▸ **Work task**
Print out the entire listing verbatim.

▸ **Exercise inputs**
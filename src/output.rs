//! Value types produced by an extraction run.
//!
//! A run flows through three shapes:
//!
//! ```text
//! model JSON ──▶ TocEntry (per page) ──▶ Vec<TocEntry> (batch) ──▶ BookmarkItem (committed)
//! ```
//!
//! [`TocEntry`] carries printed page numbers exactly as the model reported them.
//! [`BookmarkItem`] carries physical page numbers: offset-adjusted and clamped
//! to the document. Each stage builds a new list; nothing is edited in place.

use crate::error::PageError;
use serde::{Deserialize, Serialize};

/// One bookmark candidate read off a table-of-contents page.
#[derive(Debug, Clone, PartialEq, Eq, Serialize, Deserialize)]
pub struct TocEntry {
    pub title: String,
    /// Page number as printed in the table of contents (before offsetting).
    pub page: i64,
    /// Hierarchy depth, 1 = top level.
    pub level: i64,
}

impl TocEntry {
    pub fn new(title: impl Into<String>, page: i64, level: i64) -> Self {
        Self {
            title: title.into(),
            page,
            level,
        }
    }
}

/// A committed outline item: `[level, title, page]` with a physical 1-based page.
///
/// Serialises as the three-element array so JSON output matches the flat
/// outline representation viewers and tooling expect.
#[derive(Debug, Clone, PartialEq, Eq, Serialize, Deserialize)]
#[serde(into = "(i64, String, u32)", from = "(i64, String, u32)")]
pub struct BookmarkItem {
    pub level: i64,
    pub title: String,
    pub page: u32,
}

impl From<BookmarkItem> for (i64, String, u32) {
    fn from(item: BookmarkItem) -> Self {
        (item.level, item.title, item.page)
    }
}

impl From<(i64, String, u32)> for BookmarkItem {
    fn from((level, title, page): (i64, String, u32)) -> Self {
        Self { level, title, page }
    }
}

/// Outcome of processing one page.
#[derive(Debug, Clone, Serialize, Deserialize)]
pub struct PageResult {
    /// 1-indexed physical page number.
    pub page_num: usize,
    /// Entries extracted from this page (empty on failure or malformed output).
    pub entries: Vec<TocEntry>,
    pub input_tokens: usize,
    pub output_tokens: usize,
    pub duration_ms: u64,
    /// Number of retries used before the final attempt.
    pub retries: u32,
    /// Set when rendering or the model call failed.
    pub error: Option<PageError>,
}

impl PageResult {
    pub(crate) fn failed(page_num: usize, error: PageError, duration_ms: u64) -> Self {
        Self {
            page_num,
            entries: Vec::new(),
            input_tokens: 0,
            output_tokens: 0,
            duration_ms,
            retries: 0,
            error: Some(error),
        }
    }

    /// The page's entries, or the error that left it empty.
    pub fn into_result(self) -> Result<Vec<TocEntry>, PageError> {
        match self.error {
            Some(e) => Err(e),
            None => Ok(self.entries),
        }
    }
}

/// Aggregate statistics for one run.
#[derive(Debug, Clone, Default, Serialize, Deserialize)]
pub struct ExtractionStats {
    /// Pages in the whole document.
    pub total_pages: usize,
    /// Pages whose model call succeeded (including those with zero entries).
    pub processed_pages: usize,
    /// Pages that failed to render or whose model call failed.
    pub failed_pages: usize,
    /// Successful pages that still yielded zero entries.
    pub empty_pages: usize,
    pub total_entries: usize,
    pub total_input_tokens: u64,
    pub total_output_tokens: u64,
    pub total_duration_ms: u64,
}

/// Everything an extraction run produced, before anything is written.
#[derive(Debug, Clone, Serialize, Deserialize)]
pub struct ExtractionOutput {
    /// The extraction batch, in page order then model order.
    pub entries: Vec<TocEntry>,
    /// Per-page outcomes, in page order.
    pub pages: Vec<PageResult>,
    pub stats: ExtractionStats,
}

impl ExtractionOutput {
    /// Assemble an output from per-page results that are already in page order.
    pub(crate) fn from_pages(pages: Vec<PageResult>, total_pages: usize, duration_ms: u64) -> Self {
        let entries: Vec<TocEntry> = pages.iter().flat_map(|p| p.entries.iter().cloned()).collect();

        let failed = pages.iter().filter(|p| p.error.is_some()).count();
        let empty = pages
            .iter()
            .filter(|p| p.error.is_none() && p.entries.is_empty())
            .count();

        let stats = ExtractionStats {
            total_pages,
            processed_pages: pages.len() - failed,
            failed_pages: failed,
            empty_pages: empty,
            total_entries: entries.len(),
            total_input_tokens: pages.iter().map(|p| p.input_tokens as u64).sum(),
            total_output_tokens: pages.iter().map(|p| p.output_tokens as u64).sum(),
            total_duration_ms: duration_ms,
        };

        Self {
            entries,
            pages,
            stats,
        }
    }
}

/// Summary returned once bookmarks have been written.
#[derive(Debug, Clone, Serialize, Deserialize)]
pub struct BookmarkReport {
    /// The outline exactly as committed.
    pub bookmarks: Vec<BookmarkItem>,
    pub page_offset: i64,
    pub stats: ExtractionStats,
}

/// What [`crate::inspect`] reports about a document.
#[derive(Debug, Clone, Serialize, Deserialize)]
pub struct DocumentInfo {
    pub page_count: usize,
    pub pdf_version: String,
    pub is_encrypted: bool,
    /// The existing outline, flattened.
    pub bookmarks: Vec<BookmarkItem>,
}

▸ **Problem solution**
filename src/output.rs
//! Value types produced by an extraction run.
//!
//! A run flows through three shapes:
//!
//! ```text
//! model JSON ──▶ TocEntry (per page) ──▶ Vec<TocEntry> (batch) ──▶ BookmarkItem (committed)
//! ```
//!
//! [`TocEntry`] carries printed page numbers exactly as the model reported them.
//! [`BookmarkItem`] carries physical page numbers: offset-adjusted and clamped
//! to the document. Each stage builds a new list; nothing is edited in place.

use crate::error::PageError;
use serde::{Deserialize, Serialize};

/// One bookmark candidate read off a table-of-contents page.
#[derive(Debug, Clone, PartialEq, Eq, Serialize, Deserialize)]
pub struct TocEntry {
    pub title: String,
    /// Page number as printed in the table of contents (before offsetting).
    pub page: i64,
    /// Hierarchy depth, 1 = top level.
    pub level: i64,
}

impl TocEntry {
    pub fn new(title: impl Into<String>, page: i64, level: i64) -> Self {
        Self {
            title: title.into(),
            page,
            level,
        }
    }
}

/// A committed outline item: `[level, title, page]` with a physical 1-based page.
///
/// Serialises as the three-element array so JSON output matches the flat
/// outline representation viewers and tooling expect.
#[derive(Debug, Clone, PartialEq, Eq, Serialize, Deserialize)]
#[serde(into = "(i64, String, u32)", from = "(i64, String, u32)")]
pub struct BookmarkItem {
    pub level: i64,
    pub title: String,
    pub page: u32,
}

impl From<BookmarkItem> for (i64, String, u32) {
    fn from(item: BookmarkItem) -> Self {
        (item.level, item.title, item.page)
    }
}

impl From<(i64, String, u32)> for BookmarkItem {
    fn from((level, title, page): (i64, String, u32)) -> Self {
        Self { level, title, page }
    }
}

/// Outcome of processing one page.
#[derive(Debug, Clone, Serialize, Deserialize)]
pub struct PageResult {
    /// 1-indexed physical page number.
    pub page_num: usize,
    /// Entries extracted from this page (empty on failure or malformed output).
    pub entries: Vec<TocEntry>,
    pub input_tokens: usize,
    pub output_tokens: usize,
    pub duration_ms: u64,
    /// Number of retries used before the final attempt.
    pub retries: u32,
    /// Set when rendering or the model call failed.
    pub error: Option<PageError>,
}

impl PageResult {
    pub(crate) fn failed(page_num: usize, error: PageError, duration_ms: u64) -> Self {
        Self {
            page_num,
            entries: Vec::new(),
            input_tokens: 0,
            output_tokens: 0,
            duration_ms,
            retries: 0,
            error: Some(error),
        }
    }

    /// The page's entries, or the error that left it empty.
    pub fn into_result(self) -> Result<Vec<TocEntry>, PageError> {
        match self.error {
            Some(e) => Err(e),
            None => Ok(self.entries),
        }
    }
}

/// Aggregate statistics for one run.
#[derive(Debug, Clone, Default, Serialize, Deserialize)]
pub struct ExtractionStats {
    /// Pages in the whole document.
    pub total_pages: usize,
    /// Pages whose model call succeeded (including those with zero entries).
    pub processed_pages: usize,
    /// Pages that failed to render or whose model call failed.
    pub failed_pages: usize,
    /// Successful pages that still yielded zero entries.
    pub empty_pages: usize,
    pub total_entries: usize,
    pub total_input_tokens: u64,
    pub total_output_tokens: u64,
    pub total_duration_ms: u64,
}

/// Everything an extraction run produced, before anything is written.
#[derive(Debug, Clone, Serialize, Deserialize)]
pub struct ExtractionOutput {
    /// The extraction batch, in page order then model order.
    pub entries: Vec<TocEntry>,
    /// Per-page outcomes, in page order.
    pub pages: Vec<PageResult>,
    pub stats: ExtractionStats,
}

impl ExtractionOutput {
    /// Assemble an output from per-page results that are already in page order.
    pub(crate) fn from_pages(pages: Vec<PageResult>, total_pages: usize, duration_ms: u64) -> Self {
        let entries: Vec<TocEntry> = pages.iter().flat_map(|p| p.entries.iter().cloned()).collect();

        let failed = pages.iter().filter(|p| p.error.is_some()).count();
        let empty = pages
            .iter()
            .filter(|p| p.error.is_none() && p.entries.is_empty())
            .count();

        let stats = ExtractionStats {
            total_pages,
            processed_pages: pages.len() - failed,
            failed_pages: failed,
            empty_pages: empty,
            total_entries: entries.len(),
            total_input_tokens: pages.iter().map(|p| p.input_tokens as u64).sum(),
            total_output_tokens: pages.iter().map(|p| p.output_tokens as u64).sum(),
            total_duration_ms: duration_ms,
        };

        Self {
            entries,
            pages,
            stats,
        }
    }
}

/// Summary returned once bookmarks have been written.
#[derive(Debug, Clone, Serialize, Deserialize)]
pub struct BookmarkReport {
    /// The outline exactly as committed.
    pub bookmarks: Vec<BookmarkItem>,
    pub page_offset: i64,
    pub stats: ExtractionStats,
}

/// What [`crate::inspect`] reports about a document.
#[derive(Debug, Clone, Serialize, Deserialize)]
pub struct DocumentInfo {
    pub page_count: usize,
    pub pdf_version: String,
    pub is_encrypted: bool,
    /// The existing outline, flattened.
    pub bookmarks: Vec<BookmarkItem>,
}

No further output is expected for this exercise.